use mlua::StdLib;

/// Construction options for a [`ScriptVm`][crate::ScriptVm].
#[derive(Debug, Clone, Copy)]
pub struct VmConfig {
    /// Lua standard libraries opened in the new VM.
    pub stdlib: StdLib,
}

impl VmConfig {
    /// Default configuration: every library the engine considers safe.
    pub fn new() -> Self {
        Self {
            stdlib: StdLib::ALL_SAFE,
        }
    }

    /// Replace the set of standard libraries to open.
    pub fn with_stdlib(mut self, stdlib: StdLib) -> Self {
        self.stdlib = stdlib;
        self
    }
}

impl Default for VmConfig {
    fn default() -> Self {
        Self::new()
    }
}
use thiserror::Error;

/// Result type for bridge operations.
pub type ScriptResult<T> = Result<T, ScriptError>;

/// Errors that can occur while loading or running Lua code.
///
/// Every failure surfaces as a value; the bridge never aborts the host. The
/// one class a host may reasonably treat as fatal is [`ScriptError::Memory`].
#[derive(Debug, Clone, Error)]
pub enum ScriptError {
    /// The source text failed to parse or compile.
    #[error("compile error: {message}")]
    Compile {
        /// Engine-reported failure, with chunk name and line when available.
        message: String,
    },

    /// A script file could not be read.
    #[error("cannot read script file '{path}': {message}")]
    Io {
        /// The path the caller supplied.
        path: String,
        /// Underlying I/O failure.
        message: String,
    },

    /// Loaded code or an invoked function raised during execution.
    ///
    /// Captured at the protected-call boundary; the VM that raised it
    /// remains usable.
    #[error("runtime error: {message}")]
    Runtime {
        /// Engine-reported failure, including `error(...)` payloads.
        message: String,
    },

    /// A value did not have the dynamic type the caller asked for.
    #[error("type mismatch: expected {expected}, found {found}")]
    TypeMismatch {
        /// Lua type name the caller requested.
        expected: &'static str,
        /// Lua type name actually present.
        found: &'static str,
    },

    /// An invocation target resolved to something other than a function.
    #[error("'{name}' is not callable (found {found})")]
    NotCallable {
        /// The global name that was resolved.
        name: String,
        /// Lua type name of the resolved value.
        found: &'static str,
    },

    /// The engine could not allocate memory.
    #[error("out of memory: {message}")]
    Memory {
        /// Engine-reported allocation failure.
        message: String,
    },
}

impl From<mlua::Error> for ScriptError {
    fn from(err: mlua::Error) -> Self {
        match err {
            mlua::Error::SyntaxError { message, .. } => ScriptError::Compile { message },
            mlua::Error::RuntimeError(message) => ScriptError::Runtime { message },
            mlua::Error::MemoryError(message) => ScriptError::Memory { message },
            other => ScriptError::Runtime {
                message: other.to_string(),
            },
        }
    }
}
§ §
In the entries above, find the line with "Self::new()" and the line with "that was resolved.", then set down exactly those two and every line between them, nothing else.

        Self::new()
    }
}
use thiserror::Error;

/// Result type for bridge operations.
pub type ScriptResult<T> = Result<T, ScriptError>;

/// Errors that can occur while loading or running Lua code.
///
/// Every failure surfaces as a value; the bridge never aborts the host. The
/// one class a host may reasonably treat as fatal is [`ScriptError::Memory`].
#[derive(Debug, Clone, Error)]
pub enum ScriptError {
    /// The source text failed to parse or compile.
    #[error("compile error: {message}")]
    Compile {
        /// Engine-reported failure, with chunk name and line when available.
        message: String,
    },

    /// A script file could not be read.
    #[error("cannot read script file '{path}': {message}")]
    Io {
        /// The path the caller supplied.
        path: String,
        /// Underlying I/O failure.
        message: String,
    },

    /// Loaded code or an invoked function raised during execution.
    ///
    /// Captured at the protected-call boundary; the VM that raised it
    /// remains usable.
    #[error("runtime error: {message}")]
    Runtime {
        /// Engine-reported failure, including `error(...)` payloads.
        message: String,
    },

    /// A value did not have the dynamic type the caller asked for.
    #[error("type mismatch: expected {expected}, found {found}")]
    TypeMismatch {
        /// Lua type name the caller requested.
        expected: &'static str,
        /// Lua type name actually present.
        found: &'static str,
    },

    /// An invocation target resolved to something other than a function.
    #[error("'{name}' is not callable (found {found})")]
    NotCallable {
        /// The global name that was resolved.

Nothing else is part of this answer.